Tracazolate, a pyrazolopyridine, is an anxiolytic known to interact with γ-aminobutyric acid (GABA)_A receptors, adenosine receptors, and phosphodiesterases. Its anxiolytic effect is thought to be via its interaction with GABA_A receptors. We now report the first detailed pharmacological study examining the effects of tracazolate on a range of recombinant GABA_A receptors expressed in Xenopus laevis oocytes. Replacement of the γ2s subunit within the α1β3γ2s receptor with the ε subunit caused a dramatic change in the functional response to tracazolate from potentiation to inhibition.

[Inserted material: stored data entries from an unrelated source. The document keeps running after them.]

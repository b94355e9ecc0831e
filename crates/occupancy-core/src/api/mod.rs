//! HTTP client module for the occupancy listing.
//!
//! The listing is a public HTML page; no authentication is involved.

pub mod client;
pub mod error;

pub use client::{DocumentFetcher, HttpFetcher};
pub use error::FetchError;
//! HTTP access to the occupancy listing.
//!
//! `DocumentFetcher` is the capability the refresh cycle depends on;
//! `HttpFetcher` is the reqwest-backed implementation.

use std::time::Duration;

use async_trait::async_trait;
use reqwest::{header, Client};
use tracing::{debug, warn};

use super::FetchError;

/// User agent sent with every request
const USER_AGENT: &str = concat!("occupancy/", env!("CARGO_PKG_VERSION"));

/// Maximum number of retries for rate-limited (429) requests.
const MAX_RATE_LIMIT_RETRIES: u32 = 3;

/// Initial backoff delay in milliseconds for rate limiting.
const INITIAL_BACKOFF_MS: u64 = 1000;

/// Fetches a document body as text.
#[async_trait]
pub trait DocumentFetcher: Send + Sync {
    async fn fetch(&self, url: &str) -> Result<String, FetchError>;
}

#[async_trait]
impl<T: DocumentFetcher + ?Sized> DocumentFetcher for std::sync::Arc<T> {
    async fn fetch(&self, url: &str) -> Result<String, FetchError> {
        (**self).fetch(url).await
    }
}

/// reqwest-backed fetcher.
/// Clone is cheap - reqwest::Client uses Arc internally for connection pooling.
#[derive(Clone)]
pub struct HttpFetcher {
    client: Client,
    timeout_secs: u64,
}

impl HttpFetcher {
    /// Create a fetcher whose requests each give up after `timeout`.
    pub fn new(timeout: Duration) -> Result<Self, FetchError> {
        let client = Client::builder()
            .timeout(timeout)
            .user_agent(USER_AGENT)
            .build()?;

        Ok(Self {
            client,
            timeout_secs: timeout.as_secs(),
        })
    }

    /// `Ok(None)` on 429 so the caller can back off and retry.
    async fn check_response_for_retry(
        response: reqwest::Response,
    ) -> Result<Option<reqwest::Response>, FetchError> {
        if response.status().is_success() {
            Ok(Some(response))
        } else if response.status() == reqwest::StatusCode::TOO_MANY_REQUESTS {
            Ok(None)
        } else {
            let status = response.status();
            let body = response.text().await.unwrap_or_default();
            Err(FetchError::from_status(status, &body))
        }
    }

    fn map_send_error(&self, e: reqwest::Error) -> FetchError {
        if e.is_timeout() {
            FetchError::Timeout(self.timeout_secs)
        } else {
            FetchError::Connection(e)
        }
    }
}

#[async_trait]
impl DocumentFetcher for HttpFetcher {
    async fn fetch(&self, url: &str) -> Result<String, FetchError> {
        let mut retries = 0;
        let mut backoff_ms = INITIAL_BACKOFF_MS;

        loop {
            let response = self
                .client
                .get(url)
                .header(header::ACCEPT, "text/html,*/*")
                .send()
                .await
                .map_err(|e| self.map_send_error(e))?;

            match Self::check_response_for_retry(response).await? {
                Some(response) => {
                    let body = response.text().await.map_err(|e| self.map_send_error(e))?;
                    debug!(url = url, bytes = body.len(), "Fetched document");
                    return Ok(body);
                }
                None => {
                    retries += 1;
                    if retries > MAX_RATE_LIMIT_RETRIES {
                        return Err(FetchError::RateLimited);
                    }
                    warn!(url = url, retry = retries, backoff_ms = backoff_ms, "Rate limited, backing off");
                    tokio::time::sleep(Duration::from_millis(backoff_ms)).await;
                    backoff_ms *= 2; // Exponential backoff
                }
            }
        }
    }
}

#[cfg(test)]
mod tests {
    use super::*;

    #[test]
    fn test_user_agent_carries_version() {
        assert!(USER_AGENT.starts_with("occupancy/"));
        assert!(USER_AGENT.len() > "occupancy/".len());
    }

    #[test]
    fn test_new_records_timeout() {
        let fetcher = HttpFetcher::new(Duration::from_secs(7)).unwrap();
        assert_eq!(fetcher.timeout_secs, 7);
    }
}
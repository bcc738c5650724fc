//! GeoJSON export (RFC 7946).
//!
//! Produces a `FeatureCollection` with a `Point` per stop and, when there is
//! more than one stop, a `LineString` for the whole route. Positions are
//! `[longitude, latitude]` in degrees.

use serde::Serialize;

use super::{RenderError, Waypoint, waypoints};
use crate::domain::Location;

#[derive(Debug, Serialize)]
#[serde(tag = "type")]
enum Document {
    FeatureCollection { features: Vec<Feature> },
}

#[derive(Debug, Serialize)]
#[serde(tag = "type")]
enum Feature {
    Feature {
        geometry: Geometry,
        properties: Properties,
    },
}

#[derive(Debug, Serialize)]
#[serde(tag = "type", content = "coordinates")]
enum Geometry {
    Point([f64; 2]),
    LineString(Vec<[f64; 2]>),
}

#[derive(Debug, Serialize)]
#[serde(untagged)]
enum Properties {
    Stop {
        day: usize,
        name: String,
        region: String,
    },
    Route {
        days: usize,
        distance_km: f64,
    },
}

fn position(wp: &Waypoint) -> [f64; 2] {
    [wp.longitude, wp.latitude]
}

/// Render stops as a pretty-printed GeoJSON document.
pub fn render_geojson<'a>(
    stops: impl IntoIterator<Item = &'a Location>,
) -> Result<String, RenderError> {
    let stops: Vec<&Location> = stops.into_iter().collect();
    let wps = waypoints(stops.iter().copied());

    let mut features: Vec<Feature> = wps
        .iter()
        .map(|wp| Feature::Feature {
            geometry: Geometry::Point(position(wp)),
            properties: Properties::Stop {
                day: wp.day,
                name: wp.name.clone(),
                region: wp.region.clone(),
            },
        })
        .collect();

    if wps.len() > 1 {
        let distance_km = stops
            .windows(2)
            .map(|pair| pair[0].distance_to(pair[1]))
            .sum();

        features.push(Feature::Feature {
            geometry: Geometry::LineString(wps.iter().map(position).collect()),
            properties: Properties::Route {
                days: wps.len() - 1,
                distance_km,
            },
        });
    }

    let document = Document::FeatureCollection { features };
    Ok(serde_json::to_string_pretty(&document)?)
}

The γ2s subunit was not critical for potentiation because α1β3 receptors were also potentiated by tracazolate. γ2/ε chimeras revealed a critical N-terminal domain between amino acids 206 and 230 of γ2, governing the nature of this response. Replacement of the β3 subunit with the β1 subunit within α1β3γ2s and α1β3ε receptors also revealed selectivity of tracazolate for β3-containing receptors, determined by asparagine at position 265 within transmembrane 2. Replacement of γ2s with γ1 or γ3 revealed a profile intermediate to that of α1β1ε and α1β1γ2s. α1β1δ receptors were also potentiated by tracazolate; however, the maximum potentiation of the EC₂₀ was much greater than on α1β1γ2. Concentration-response curves to GABA in the presence of tracazolate for α1β1ε and α1β1γ2s revealed a concentration-related decrease in maximum current amplitude, but a leftward shift in the EC₅₀ only on α1β1γ2. Like α1β1γ2s, GABA concentration-response curves on α1β1δ receptors were shifted to the left with increased maximum responses. Tracazolate has a unique pharmacological profile on recombinant GABA_A receptors: its potency (EC₅₀) is influenced by the nature of the β subunit; but more importantly, its intrinsic efficacy, potentiation, or inhibition is determined by the nature of the third subunit (γ1–3, δ, or ε) within the receptor complex.